The appeal was lodged by Tshisekedi’s primary rival in the race, Martin Fayulu, who came second in the official results.
Armed officers and police in riot gear patrolled the streets around the court building in the capital Kinshasa and carried out identity checks on anyone entering the premises.
Official results released last Thursday by the Independent National Election Commission (CENI) gave Tshisekedi 38.57 of the December 30 vote, against Fayulu’s 34.8 percent.
Emmanuel Ramazani Shadary, the candidate backed by outgoing president Joseph Kabila, came a distant third with 23.8 percent.
Fayulu says the results were an “electoral coup” that he alleges was forged in backroom dealings between Tshisekedi and Kabila, who has been in power since 2001.
The packed court began its hearings at 11:30 am (1030 GMT), two hours later than scheduled, with the public hearings also carried live on radio and television.
Fayulu claims that he garnered 61 percent of the ballots. In the few opinion polls conducted before the vote, he had been tipped as the clear favourite.
“What has been declared is anything but the true result that came out of the ballot boxes and was posted in front of the different voting bureaux,” Fayulu’s lawyer, Albert Fabrice Puela, told AFP.
– Pushing for a recount –
The country’s top court has eight days to rule on the matter from the date that Fayulu’s appeal was lodged, on January 11.
But its nine judges are not due to sit on Wednesday and Thursday, which are public holidays here.
The influential Roman Catholic Church, which says it deployed 40,000 observers to monitor the poll, has also dismissed the official outcome as not reflecting the true result.
While it has held back from saying who it thinks won, it has urged the UN Security Council to press CENI to publish a detailed tally of its count.
Fayulu’s lawyers want CENI’s official results declared invalid and a full recount.

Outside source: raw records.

//! Shared library builds
//!
//! Compiles the binding shim and the unit's sources into a single shared
//! library with the system C compiler. Library files are named
//! `lib<name>-<fingerprint>.<ext>`, where the fingerprint covers the build
//! inputs and the bytes the compiler produced, so a library with different
//! content never reuses a path the dynamic loader has already seen in this
//! process.
//!
//! The compiler runs with the unit's working directory as its current
//! directory, which is where `-save-temps` output lands. Builds block until
//! the compiler exits; there is no timeout.

use cinder_core::{Fingerprint, Fingerprinter};
use cinder_parser::MacroDefinition;
use std::fs;
use std::path::{Path, PathBuf};
use std::process::{Command, Stdio};
use thiserror::Error;
use tracing::{debug, warn};

/// Errors raised while building a shared library
#[derive(Debug, Error)]
pub enum BuildError {
    #[error("{compiler} exited with {status}: {diagnostic}")]
    Failed {
        compiler: String,
        status: String,
        diagnostic: String,
    },

    #[error("failed to run {compiler}: {source}")]
    Spawn {
        compiler: String,
        #[source]
        source: std::io::Error,
    },

    #[error("IO error: {0}")]
    Io(#[from] std::io::Error),
}

impl From<BuildError> for cinder_core::Error {
    fn from(err: BuildError) -> Self {
        match err {
            BuildError::Io(e) => cinder_core::Error::Io(e),
            other => cinder_core::Error::Build(other.to_string()),
        }
    }
}

/// Everything needed to build one unit's library
#[derive(Debug, Clone)]
pub struct BuildRequest<'a> {
    /// Unit name
    pub name: &'a str,
    /// Unit working directory
    pub work_dir: &'a Path,
    /// Binding shim source text
    pub shim: &'a str,
    /// Unit source files, compiled after the shim
    pub sources: &'a [PathBuf],
    /// Flags passed verbatim, in order
    pub compiler_flags: &'a [String],
    /// Macros passed as `-D` arguments, in order
    pub macros: &'a [MacroDefinition],
    /// Fingerprint of the build inputs
    pub fingerprint: &'a Fingerprint,
}

impl BuildRequest<'_> {
    /// Path the shim source is written to
    pub fn shim_path(&self) -> PathBuf {
        self.work_dir.join(format!("lib{}.c", self.name))
    }

    /// Library path for a given content fingerprint
    pub fn library_path(&self, fingerprint: &Fingerprint) -> PathBuf {
        self.work_dir.join(library_file_name(self.name, fingerprint))
    }

    /// Path the compiler writes to before the library is named
    pub fn scratch_path(&self) -> PathBuf {
        self.work_dir.join(format!(
            "lib{}-{}.partial.{}",
            self.name,
            self.fingerprint,
            std::env::consts::DLL_EXTENSION
        ))
    }

    fn is_stale_library(&self, path: &Path, current: &Path) -> bool {
        path != current && is_library_of(self.name, path)
    }
}

/// `lib<name>-<fingerprint>.<ext>`
pub fn library_file_name(name: &str, fingerprint: &Fingerprint) -> String {
    format!("lib{}-{}.{}", name, fingerprint, std::env::consts::DLL_EXTENSION)
}

/// True for a finished library of unit `name`; scratch outputs excluded
pub fn is_library_of(name: &str, path: &Path) -> bool {
    let Some(file_name) = path.file_name().and_then(|n| n.to_str()) else {
        return false;
    };
    let Some(rest) = file_name.strip_prefix(&format!("lib{}-", name)) else {
        return false;
    };
    match rest.strip_suffix(&format!(".{}", std::env::consts::DLL_EXTENSION)) {
        Some(fingerprint) => !fingerprint.is_empty() && fingerprint.chars().all(|c| c.is_ascii_hexdigit()),
        None => false,
    }
}

/// A successfully built library
#[derive(Debug, Clone, PartialEq, Eq)]
pub struct BuiltLibrary {
    pub path: PathBuf,
    pub shim_path: PathBuf,
}

/// Builds shared libraries with a C compiler driver
#[derive(Debug, Clone)]
pub struct NativeBuilder {
    compiler: PathBuf,
    extra_args: Vec<String>,
}

impl NativeBuilder {
    pub fn new(compiler: PathBuf) -> Self {
        Self {
            compiler,
            extra_args: Vec::new(),
        }
    }

    /// Arguments appended after the unit's own flags
    pub fn with_extra_args(mut self, args: Vec<String>) -> Self {
        self.extra_args = args;
        self
    }

    pub fn compiler(&self) -> &Path {
        &self.compiler
    }

    /// Arguments for building `output` from `request`
    fn build_args(&self, request: &BuildRequest, output: &Path) -> Vec<String> {
        let mut args = vec![
            "-shared".to_string(),
            "-fPIC".to_string(),
            "-o".to_string(),
            output.display().to_string(),
            request.shim_path().display().to_string(),
        ];
        args.extend(request.sources.iter().map(|s| s.display().to_string()));
        args.extend(request.compiler_flags.iter().cloned());
        args.extend(self.extra_args.iter().cloned());
        args.extend(request.macros.iter().map(MacroDefinition::to_arg));
        args
    }

    /// Fingerprint of the request's inputs and this builder's command line
    fn input_fingerprint(&self, request: &BuildRequest) -> Fingerprint {
        let mut fingerprinter = Fingerprinter::new();
        fingerprinter
            .update(request.fingerprint.0.as_bytes())
            .update(self.compiler.to_string_lossy().as_bytes())
            .update(request.shim);
        for arg in self.build_args(request, Path::new("")) {
            fingerprinter.update(arg);
        }
        fingerprinter.finish()
    }

    /// Write the shim and compile the library.
    ///
    /// The compiler writes to a scratch file. On success the scratch file is
    /// named after its content, and a library already at that path is kept
    /// as is, so a library mapped by this process is never rewritten. Older
    /// libraries of the same unit are removed.
    pub fn build(&self, request: &BuildRequest) -> Result<BuiltLibrary, BuildError> {
        let shim_path = request.shim_path();
        fs::write(&shim_path, request.shim)?;

        let scratch = request.scratch_path();
        remove_if_exists(&scratch)?;

        let args = self.build_args(request, &scratch);
        debug!("Building '{}' with {:?} {:?}", request.name, self.compiler, args);

        let output = Command::new(&self.compiler)
            .args(&args)
            .current_dir(request.work_dir)
            .stdin(Stdio::null())
            .stdout(Stdio::piped())
            .stderr(Stdio::piped())
            .output()
            .map_err(|source| BuildError::Spawn {
                compiler: self.compiler.display().to_string(),
                source,
            })?;

        if !output.status.success() {
            remove_if_exists(&scratch)?;
            let mut diagnostic = String::from_utf8_lossy(&output.stderr).into_owned();
            diagnostic.push_str(&String::from_utf8_lossy(&output.stdout));
            return Err(BuildError::Failed {
                compiler: self.compiler.display().to_string(),
                status: output.status.to_string(),
                diagnostic: diagnostic.trim().to_string(),
            });
        }

        let mut fingerprinter = Fingerprinter::new();
        fingerprinter.update(self.input_fingerprint(request).0.as_bytes());
        fingerprinter.update(fs::read(&scratch)?);
        let library_path = request.library_path(&fingerprinter.finish());

        if library_path.is_file() {
            debug!("{:?} is unchanged", library_path);
            remove_if_exists(&scratch)?;
        } else {
            fs::rename(&scratch, &library_path)?;
        }
        self.remove_stale(request, &library_path);

        Ok(BuiltLibrary {
            path: library_path,
            shim_path,
        })
    }

    /// Remove libraries left by earlier builds of the same unit
    fn remove_stale(&self, request: &BuildRequest, current: &Path) {
        let Ok(entries) = fs::read_dir(request.work_dir) else {
            return;
        };
        for path in entries.flatten().map(|e| e.path()) {
            if request.is_stale_library(&path, current) {
                debug!("Removing stale library {:?}", path);
                if let Err(e) = fs::remove_file(&path) {
                    warn!("Failed to remove stale library {:?}: {}", path, e);
                }
            }
        }
    }
}

fn remove_if_exists(path: &Path) -> std::io::Result<()> {
    match fs::remove_file(path) {
        Err(e) if e.kind() != std::io::ErrorKind::NotFound => Err(e),
        _ => Ok(()),
    }
}

#[cfg(test)]
mod tests {
    use super::*;
    use cinder_parser::preprocessor::find_compiler;
    use pretty_assertions::assert_eq;
    use tempfile::TempDir;

    fn fingerprint() -> Fingerprint {
        Fingerprint("0123456789abcdef".to_string())
    }

    fn answer_request<'a>(work_dir: &'a Path, fingerprint: &'a Fingerprint) -> BuildRequest<'a> {
        BuildRequest {
            name: "unit",
            work_dir,
            shim: "int cinder_answer(void) { return 42; }\n",
            sources: &[],
            compiler_flags: &[],
            macros: &[],
            fingerprint,
        }
    }

    #[test]
    fn test_library_path_uses_fingerprint() {
        let work_dir = PathBuf::from("/tmp/cinder/unit");
        let fp = fingerprint();
        let request = BuildRequest {
            name: "unit",
            work_dir: &work_dir,
            shim: "",
            sources: &[],
            compiler_flags: &[],
            macros: &[],
            fingerprint: &fp,
        };

        let ext = std::env::consts::DLL_EXTENSION;
        let current = request.library_path(&fp);
        assert_eq!(request.shim_path(), work_dir.join("libunit.c"));
        assert_eq!(current, work_dir.join(format!("libunit-0123456789abcdef.{ext}")));
        assert_eq!(request.scratch_path(), work_dir.join(format!("libunit-0123456789abcdef.partial.{ext}")));

        assert!(request.is_stale_library(&work_dir.join(format!("libunit-ffffffffffffffff.{ext}")), &current));
        assert!(!request.is_stale_library(&current, &current));
        assert!(!request.is_stale_library(&request.scratch_path(), &current));
        assert!(!request.is_stale_library(&work_dir.join(format!("libother-ffffffffffffffff.{ext}")), &current));
        assert!(!request.is_stale_library(&work_dir.join("libunit.c"), &current));
    }

    #[test]
    fn test_build_args_order() {
        let work_dir = PathBuf::from("/w");
        let fp = fingerprint();
        let sources = vec![PathBuf::from("/src/a.c")];
        let flags = vec!["-O2".to_string()];
        let macros = vec![MacroDefinition::with_value("NAME", "foo7")];
        let request = BuildRequest {
            name: "unit",
            work_dir: &work_dir,
            shim: "",
            sources: &sources,
            compiler_flags: &flags,
            macros: &macros,
            fingerprint: &fp,
        };
        let builder = NativeBuilder::new("cc".into()).with_extra_args(vec!["-g".to_string()]);

        let args = builder.build_args(&request, Path::new("/w/out.so"));

        assert_eq!(
            args,
            vec!["-shared", "-fPIC", "-o", "/w/out.so", "/w/libunit.c", "/src/a.c", "-O2", "-g", "-DNAME=foo7"]
        );
    }

    #[test]
    fn test_failed_build_leaves_no_library() {
        let Ok(compiler) = find_compiler(None) else {
            eprintln!("no C compiler, skipping");
            return;
        };
        let temp = TempDir::new().unwrap();
        let fp = fingerprint();
        let request = BuildRequest {
            name: "broken",
            work_dir: temp.path(),
            shim: "this is not C",
            sources: &[],
            compiler_flags: &[],
            macros: &[],
            fingerprint: &fp,
        };

        let err = NativeBuilder::new(compiler).build(&request).unwrap_err();

        assert!(matches!(err, BuildError::Failed { .. }));
        assert!(!request.scratch_path().exists());
        assert!(!temp.path().read_dir().unwrap().flatten().any(|e| is_library_of("broken", &e.path())));
        assert!(matches!(cinder_core::Error::from(err), cinder_core::Error::Build(_)));
    }

    #[test]
    fn test_rebuild_replaces_stale_library() {
        let Ok(compiler) = find_compiler(None) else {
            eprintln!("no C compiler, skipping");
            return;
        };
        let temp = TempDir::new().unwrap();
        let builder = NativeBuilder::new(compiler);

        let old = Fingerprint("aaaaaaaaaaaaaaaa".to_string());
        let new = Fingerprint("bbbbbbbbbbbbbbbb".to_string());

        let first = builder.build(&answer_request(temp.path(), &old)).unwrap();
        assert!(first.path.exists());

        let second = builder.build(&answer_request(temp.path(), &new)).unwrap();
        assert!(second.path.exists());
        assert!(!first.path.exists());
        assert_eq!(second.shim_path, temp.path().join("libunit.c"));
    }

    #[test]
    fn test_library_name_follows_command_line() {
        let Ok(compiler) = find_compiler(None) else {
            eprintln!("no C compiler, skipping");
            return;
        };
        let temp = TempDir::new().unwrap();
        let fp = fingerprint();

        let plain = NativeBuilder::new(compiler.clone());
        let first = plain.build(&answer_request(temp.path(), &fp)).unwrap();
        let again = plain.build(&answer_request(temp.path(), &fp)).unwrap();
        assert_eq!(first.path, again.path);
        assert!(!answer_request(temp.path(), &fp).scratch_path().exists());

        let tuned = NativeBuilder::new(compiler).with_extra_args(vec!["-O2".to_string()]);
        let changed = tuned.build(&answer_request(temp.path(), &fp)).unwrap();
        assert_ne!(changed.path, first.path);
        assert!(!first.path.exists());
    }

    #[test]
    fn test_is_library_of() {
        let ext = std::env::consts::DLL_EXTENSION;
        assert!(is_library_of("unit", Path::new(&format!("/w/libunit-00ff.{ext}"))));
        assert!(!is_library_of("unit", Path::new(&format!("/w/libunit-00ff.partial.{ext}"))));
        assert!(!is_library_of("unit", Path::new(&format!("/w/libunit-extra-00ff.{ext}"))));
        assert!(!is_library_of("unit", Path::new("/w/libunit.c")));
    }
}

At the same time, they want to avoid the whole vote being declared null and void as that would allow Kabila to stay in power until a fresh election is organised.
Tshisekedi’s party, the Union for Democracy and Social Progress (UDPS), has said it would accept a court ruling calling for a recount.
– Doubts about the court –
Meanwhile, Kabila claims his supporters won nearly 350 seats in the 500-seat National Assembly, which under the constitution would give his party the power to designate the country’s prime minister.
So even if the court confirms Tshisekedi as president his CACH coalition, which won 50 seats, would be forced into some kind of power-sharing deal with Kabila’s camp.
Both Fayulu and Tshisekedi have expressed scepticism at the result of the parliamentary election.
Many observers are sceptical about the independence of the Constitutional Court’s nine judges, in part because some of them are former Kabila allies.
The DRC’s political crisis erupted two years ago when Kabila refused to step down at the end of his constitutional term in office, sparking protests which were brutally repressed.
The vast, unstable country has never had a peaceful transition of power since gaining independence from Belgium in 1960.
It became a battlefield for two regional wars in 1996-97 and 1998-2003, and the last two presidential elections, in 2006 and 2011, were marked by bloody clashes.